Associate Professor, Department of Community Health Sciences (Manitoba Centre for Health Policy), College of Medicine, Faculty of Health Sciences, University of Manitoba, Winnipeg, Manitoba.
Can J Psychiatry. 2015 Oct;60(10):432-40. doi: 10.1177/070674371506001004.
It has only recently been accepted that attention-deficit hyperactivity disorder (ADHD) persists into adulthood. Accordingly, less is known about adult diagnostic and treatment prevalence. We aimed to determine the lifetime prevalence of ADHD diagnosis and psychostimulant prescriptions for young adults in the province of Manitoba and to explore how diagnosis differs according to sociodemographic characteristics and age at diagnosis; and to investigate whether a socioeconomic gradient exists within young adults with a lifetime ADHD diagnosis, as well as the variables that moderate the gradient.
Using the Manitoba Population Health Research Data Repository, our cross-sectional analysis used 24 fiscal years of data (1984/85 to 2008/09) and included all adults aged 18 to 29 during 2007/08 to 2008/09 in Manitoba (n = 207 544) who had a lifetime diagnosis of ADHD (n = 14 762). Regression analyses tested for differences in rates by sex, region, age, age at diagnosis, and socioeconomic status.
Lifetime prevalence for ADHD diagnosis (7.11%) and psychostimulant prescriptions (3.09%) differed according to sex, region, and age. In contrast to previous Manitoban research on childhood ADHD, the socioeconomic gradient for ADHD diagnosis was not found in young adulthood. When region was accounted for, a small negative gradient in the urban population and a positive gradient in the rural population were evident. People from the highest income quintile were significantly less likely to be diagnosed before age 18, compared with other income quintiles.

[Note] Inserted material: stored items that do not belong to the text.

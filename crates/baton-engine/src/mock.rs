//! # Mock Operations & Testing Guide
//!
//! Deterministic operations for testing code that drives an
//! [`Orchestrator`](crate::Orchestrator) or [`Pipe`](crate::Pipe) without
//! touching real domain logic. The engine's own test suite is built on these,
//! and downstream crates can use them the same way.
//!
//! | Helper | Behavior | Typical assertion |
//! |--------|----------|-------------------|
//! | [`constant`] | Always returns the given value | History contents |
//! | [`failing`] | Always fails with [`MockFailure`] | Error propagation, abort-on-failure |
//! | [`recording`] | Returns a value and logs every argument list | What a resolver produced |
//! | [`delayed`] | Sleeps, then returns the given value | Strictly sequential awaiting |
//!
//! ## Example
//!
//! ```rust
//! use baton_engine::{mock, Orchestrator, Step};
//! use serde_json::json;
//!
//! #[tokio::main]
//! async fn main() {
//!     let (probe, log) = mock::recording("probe", json!("ok"));
//!
//!     let mut runner = Orchestrator::new();
//!     runner
//!         .run_step(Step::op(probe).with_args(vec![json!(1), json!(2)]))
//!         .await
//!         .unwrap();
//!
//!     // The recording op captured exactly the materialized arguments.
//!     assert_eq!(log.calls(), vec![vec![json!(1), json!(2)]]);
//! }
//! ```
//!
//! ## Failure Injection
//!
//! [`failing`] makes the hard-to-reproduce case trivial: an operation error
//! surfaces as [`EngineError::OperationFailed`](crate::EngineError) whose
//! source downcasts back to [`MockFailure`], proving the engine did not
//! rewrite it.

use crate::operation::{FnOp, OpError};
use serde_json::Value;
use std::sync::{Arc, Mutex};
use std::time::Duration;

/// Error returned by [`failing`] operations.
#[derive(Debug, Clone, PartialEq, Eq, thiserror::Error)]
#[error("{0}")]
pub struct MockFailure(pub String);

/// Shareable log of the argument lists a [`recording`] operation received,
/// in call order.
#[derive(Clone, Default)]
pub struct CallLog {
    calls: Arc<Mutex<Vec<Vec<Value>>>>,
}

impl CallLog {
    /// Snapshot of all recorded argument lists.
    pub fn calls(&self) -> Vec<Vec<Value>> {
        self.calls.lock().unwrap().clone()
    }

    /// Number of recorded calls.
    pub fn len(&self) -> usize {
        self.calls.lock().unwrap().len()
    }

    /// Whether the operation was never called.
    pub fn is_empty(&self) -> bool {
        self.calls.lock().unwrap().is_empty()
    }
}

/// Operation that returns `value` on every call.
pub fn constant(name: impl Into<String>, value: Value) -> FnOp {
    FnOp::sync(name, move |_args| Ok::<_, OpError>(value.clone()))
}

/// Operation that always fails with [`MockFailure`]`(message)`.
pub fn failing(name: impl Into<String>, message: impl Into<String>) -> FnOp {
    let message = message.into();
    FnOp::sync(name, move |_args| {
        Err::<Value, _>(MockFailure(message.clone()))
    })
}

/// Operation that records every argument list it receives and returns
/// `result`. The returned [`CallLog`] is a cheap clone handle; keep it and
/// assert on it after the run.
pub fn recording(name: impl Into<String>, result: Value) -> (FnOp, CallLog) {
    let log = CallLog::default();
    let captured = log.clone();
    let op = FnOp::sync(name, move |args| {
        captured.calls.lock().unwrap().push(args);
        Ok::<_, OpError>(result.clone())
    });
    (op, log)
}

/// Operation that sleeps for `delay` and then returns `value`. Useful for
/// verifying that a sequence awaits each step to completion before starting
/// the next.
pub fn delayed(name: impl Into<String>, delay: Duration, value: Value) -> FnOp {
    FnOp::new(name, move |_args| {
        let value = value.clone();
        async move {
            tokio::time::sleep(delay).await;
            Ok::<_, OpError>(value)
        }
    })
}

#[cfg(test)]
mod tests {
    use super::*;
    use crate::operation::Operation;
    use serde_json::json;

    #[tokio::test]
    async fn test_recording_captures_calls_in_order() {
        let (op, log) = recording("probe", json!(null));

        op.call(vec![json!(1)]).await.unwrap();
        op.call(vec![json!("two"), json!(3)]).await.unwrap();

        assert_eq!(log.len(), 2);
        assert_eq!(
            log.calls(),
            vec![vec![json!(1)], vec![json!("two"), json!(3)]]
        );
    }

    #[tokio::test]
    async fn test_failing_preserves_the_original_error() {
        let op = failing("broken", "boom");
        let err = op.call(Vec::new()).await.unwrap_err();
        let original = err.downcast::<MockFailure>().expect("MockFailure");
        assert_eq!(*original, MockFailure("boom".into()));
    }

    #[tokio::test]
    async fn test_constant_repeats_its_value() {
        let op = constant("ping", json!("pong"));
        assert_eq!(op.call(Vec::new()).await.unwrap(), json!("pong"));
        assert_eq!(op.call(vec![json!("ignored")]).await.unwrap(), json!("pong"));
    }
}
//! # Operation Contract
//!
//! The [`Operation`] trait defines the contract that every step callable must
//! implement to be driven by an [`Orchestrator`](crate::Orchestrator) or a
//! [`Pipe`](crate::Pipe). An operation is an opaque async callable: it takes a
//! positional list of JSON values and produces one JSON value, or an error.
//!
//! # Architecture Note
//! Why a trait instead of bare function pointers?
//! By defining a contract that all step callables satisfy, the run loop is
//! written *once* and works for anything: hand-written types holding shared
//! state, closures, or plain functions. Stateful operations implement the
//! trait directly; functions and closures go through the [`FnOp`] adapter.
//!
//! The engine never inspects arguments or results. `serde_json::Value` is the
//! currency precisely so heterogeneous steps (an id here, an object there)
//! can share one history.

use async_trait::async_trait;
use serde_json::Value;
use std::fmt;
use std::future::Future;
use std::pin::Pin;
use std::sync::Arc;

/// Error type operations report failures with.
///
/// Any `Error + Send + Sync` type converts into this via `?`; the engine
/// carries it through [`EngineError::OperationFailed`](crate::EngineError)
/// without translating it.
pub type OpError = Box<dyn std::error::Error + Send + Sync>;

/// Boxed future type produced by [`FnOp`] callables.
pub type OpFuture = Pin<Box<dyn Future<Output = Result<Value, OpError>> + Send>>;

/// Trait that any step callable must implement to be run by the engine.
///
/// # Naming
/// [`Operation::name`] is the identifier used for history bookkeeping and
/// `last_operation_name`, independent of any registry key the operation may
/// be registered under. Two registry keys pointing at operations with the
/// same name accumulate into one history entry.
///
/// # Async & Sync
/// The trait is `#[async_trait]`, so implementations may await freely.
/// Synchronous callables are lifted once, at construction, via
/// [`FnOp::sync`]; the run loop awaits everything through this one method.
#[async_trait]
pub trait Operation: Send + Sync {
    /// Identifier recorded in the history when this operation completes.
    fn name(&self) -> &str;

    /// Runs the operation with a positional argument list.
    async fn call(&self, args: Vec<Value>) -> Result<Value, OpError>;
}

/// Adapter turning a named function or closure into an [`Operation`].
///
/// Use [`FnOp::new`] for async callables and [`FnOp::sync`] for plain ones.
/// The [`op!`](crate::op) macro wraps a bare function item and derives the
/// operation name from its identifier.
///
/// Cloning is cheap; clones share the underlying callable.
#[derive(Clone)]
pub struct FnOp {
    name: String,
    func: Arc<dyn Fn(Vec<Value>) -> OpFuture + Send + Sync>,
}

impl FnOp {
    /// Wraps an async function or closure.
    ///
    /// The callable may fail with any error convertible into [`OpError`];
    /// conversion happens here, at the boundary, so domain code keeps its own
    /// error types.
    pub fn new<F, Fut, E>(name: impl Into<String>, func: F) -> Self
    where
        F: Fn(Vec<Value>) -> Fut + Send + Sync + 'static,
        Fut: Future<Output = Result<Value, E>> + Send + 'static,
        E: Into<OpError>,
    {
        Self {
            name: name.into(),
            func: Arc::new(move |args| -> OpFuture {
                let fut = func(args);
                Box::pin(async move { fut.await.map_err(Into::into) })
            }),
        }
    }

    /// Wraps a synchronous function or closure, lifting it into the async
    /// contract.
    ///
    /// The callable is evaluated eagerly and its result wrapped in an
    /// immediately-ready future, so sync and async operations flow through
    /// the same awaiting path in the run loop.
    pub fn sync<F, E>(name: impl Into<String>, func: F) -> Self
    where
        F: Fn(Vec<Value>) -> Result<Value, E> + Send + Sync + 'static,
        E: Into<OpError>,
    {
        Self {
            name: name.into(),
            func: Arc::new(move |args| -> OpFuture {
                let result = func(args).map_err(Into::into);
                Box::pin(std::future::ready(result))
            }),
        }
    }
}

#[async_trait]
impl Operation for FnOp {
    fn name(&self) -> &str {
        &self.name
    }

    async fn call(&self, args: Vec<Value>) -> Result<Value, OpError> {
        (self.func)(args).await
    }
}

impl fmt::Debug for FnOp {
    fn fmt(&self, f: &mut fmt::Formatter<'_>) -> fmt::Result {
        f.debug_struct("FnOp")
            .field("name", &self.name)
            .finish_non_exhaustive()
    }
}

/// Builds an [`FnOp`] from a function item, using the identifier as the
/// operation name.
///
/// ```rust
/// use baton_engine::{op, OpError, Operation};
/// use serde_json::{json, Value};
///
/// async fn greet(_args: Vec<Value>) -> Result<Value, OpError> {
///     Ok(json!("hello"))
/// }
///
/// let operation = op!(greet);
/// assert_eq!(operation.name(), "greet");
///
/// // An explicit name works for closures, which have no identifier.
/// let doubled = op!("double", |args: Vec<Value>| async move {
///     let n = args[0].as_i64().unwrap_or(0);
///     Ok::<_, OpError>(json!(n * 2))
/// });
/// assert_eq!(doubled.name(), "double");
/// ```
#[macro_export]
macro_rules! op {
    ($func:ident) => {
        $crate::FnOp::new(stringify!($func), $func)
    };
    ($name:expr, $func:expr) => {
        $crate::FnOp::new($name, $func)
    };
}

#[cfg(test)]
mod tests {
    use super::*;
    use serde_json::json;

    async fn shout(args: Vec<Value>) -> Result<Value, OpError> {
        let text = args.first().and_then(Value::as_str).unwrap_or("");
        Ok(json!(text.to_uppercase()))
    }

    #[tokio::test]
    async fn test_macro_derives_name_from_identifier() {
        let operation = op!(shout);
        assert_eq!(operation.name(), "shout");

        let result = operation.call(vec![json!("quiet")]).await.unwrap();
        assert_eq!(result, json!("QUIET"));
    }

    #[tokio::test]
    async fn test_sync_callables_are_lifted() {
        let operation = FnOp::sync("add_one", |args: Vec<Value>| {
            let n = args.first().and_then(Value::as_i64).unwrap_or(0);
            Ok::<_, OpError>(json!(n + 1))
        });

        let result = operation.call(vec![json!(41)]).await.unwrap();
        assert_eq!(result, json!(42));
    }

    #[tokio::test]
    async fn test_domain_errors_cross_the_boundary_intact() {
        #[derive(Debug, thiserror::Error, PartialEq)]
        #[error("nope")]
        struct Nope;

        let operation = FnOp::sync("refuse", |_args| Err::<Value, _>(Nope));
        let err = operation.call(Vec::new()).await.unwrap_err();
        assert_eq!(*err.downcast::<Nope>().unwrap(), Nope);
    }
}
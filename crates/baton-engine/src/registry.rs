//! # Step Registry
//!
//! A [`StepRegistry`] maps step keys to entries: an operation plus an
//! optional default argument source. The orchestrator consults it whenever a
//! step targets a key instead of a direct operation.
//!
//! Registries are installed wholesale via
//! [`Orchestrator::set_registry`](crate::Orchestrator::set_registry); there
//! is no merging. Entries iterate in insertion order, which keeps demo output
//! and serialized reports deterministic.

use crate::operation::Operation;
use crate::step::ArgSource;
use indexmap::IndexMap;
use serde_json::Value;
use std::sync::Arc;

/// One registered step: the operation to run and, optionally, the default
/// argument source used when the step itself carries no override.
#[derive(Clone)]
pub struct StepEntry {
    pub(crate) op: Arc<dyn Operation>,
    pub(crate) args: Option<ArgSource>,
}

impl StepEntry {
    /// Entry with no default argument source; the operation runs with zero
    /// arguments unless the step overrides.
    pub fn new(operation: impl Operation + 'static) -> Self {
        Self {
            op: Arc::new(operation),
            args: None,
        }
    }

    /// Declares a default argument source for this entry.
    pub fn with_args(mut self, args: impl Into<ArgSource>) -> Self {
        self.args = Some(args.into());
        self
    }

    /// Declares a default resolver of the previous result for this entry.
    pub fn with_resolver<F>(self, resolve: F) -> Self
    where
        F: Fn(Option<&Value>) -> Vec<Value> + Send + Sync + 'static,
    {
        self.with_args(ArgSource::resolver(resolve))
    }

    /// Name of the registered operation.
    pub fn operation_name(&self) -> &str {
        self.op.name()
    }
}

/// Ordered map from step key to [`StepEntry`].
#[derive(Clone, Default)]
pub struct StepRegistry {
    entries: IndexMap<String, StepEntry>,
}

impl StepRegistry {
    /// Empty registry.
    pub fn new() -> Self {
        Self::default()
    }

    /// Registers `operation` under `key` with no default arguments,
    /// returning the registry for chaining.
    pub fn with(self, key: impl Into<String>, operation: impl Operation + 'static) -> Self {
        self.with_entry(key, StepEntry::new(operation))
    }

    /// Registers a full entry under `key`, returning the registry for
    /// chaining. A later registration for the same key replaces the earlier
    /// one.
    pub fn with_entry(mut self, key: impl Into<String>, entry: StepEntry) -> Self {
        self.entries.insert(key.into(), entry);
        self
    }

    /// Inserts an entry into an existing registry.
    pub fn insert(&mut self, key: impl Into<String>, entry: StepEntry) {
        self.entries.insert(key.into(), entry);
    }

    /// Looks a key up.
    pub fn get(&self, key: &str) -> Option<&StepEntry> {
        self.entries.get(key)
    }

    /// Whether `key` is registered.
    pub fn contains(&self, key: &str) -> bool {
        self.entries.contains_key(key)
    }

    /// Number of registered steps.
    pub fn len(&self) -> usize {
        self.entries.len()
    }

    /// Whether the registry has no entries.
    pub fn is_empty(&self) -> bool {
        self.entries.is_empty()
    }

    /// Registered keys, in insertion order.
    pub fn keys(&self) -> impl Iterator<Item = &str> {
        self.entries.keys().map(String::as_str)
    }
}

#[cfg(test)]
mod tests {
    use super::*;
    use crate::operation::{FnOp, OpError};
    use serde_json::json;

    fn noop(name: &str) -> FnOp {
        FnOp::sync(name, |_args| Ok::<_, OpError>(json!(null)))
    }

    #[test]
    fn test_keys_iterate_in_insertion_order() {
        let registry = StepRegistry::new()
            .with("CREATE", noop("create"))
            .with("UPDATE", noop("update"))
            .with("HIRE", noop("hire"));

        let keys: Vec<&str> = registry.keys().collect();
        assert_eq!(keys, ["CREATE", "UPDATE", "HIRE"]);
    }

    #[test]
    fn test_reregistering_a_key_replaces_the_entry() {
        let registry = StepRegistry::new()
            .with("STEP", noop("first"))
            .with("STEP", noop("second"));

        assert_eq!(registry.len(), 1);
        assert_eq!(registry.get("STEP").unwrap().operation_name(), "second");
    }
}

Given the high lifetime prevalence of ADHD in Manitoban young adults and significant socioeconomic correlates for diagnosis, further investigation into the trajectory of this relatively unexplored population is recommended.
注意缺陷多动障碍(ADHD)会持续至成年期,这一观点直到最近才被人们所接受。因此,对于成人ADHD的诊断及治疗患病率的了解还比较少。我们旨在确定曼尼托巴省年轻成年人ADHD诊断及精神兴奋剂处方的终生患病率,并探讨诊断如何因社会人口学特征及诊断时的年龄而有所不同;同时调查在终生诊断为ADHD的年轻成年人中是否存在社会经济梯度,以及调节该梯度的变量。
利用曼尼托巴省人口健康研究数据储存库,我们的横断面分析使用了24个财政年度的数据(1984/85至2008/09),纳入了2007/08至2008/09年期间曼尼托巴省所有年龄在18至29岁的成年人(n = 207544),其中终生诊断为ADHD的有14762人。回归分析检验了性别、地区、年龄、诊断时的年龄及社会经济状况在患病率上的差异。
ADHD诊断的终生患病率(7.11%)及精神兴奋剂处方的终生患病率(3.09%)因性别、地区和年龄而有所不同。与曼尼托巴省之前关于儿童ADHD的研究不同,在年轻成年人中未发现ADHD诊断的社会经济梯度。在考虑地区因素后,城市人口中存在小的负梯度,农村人口中存在正梯度。与其他收入五分位数相比,最高收入五分位数的人群在18岁之前被诊断的可能性显著更低。
鉴于曼尼托巴省年轻成年人中ADHD的终生患病率较高,且诊断存在显著的社会经济相关性,建议对这一相对未被充分研究的人群的病程进行进一步调查。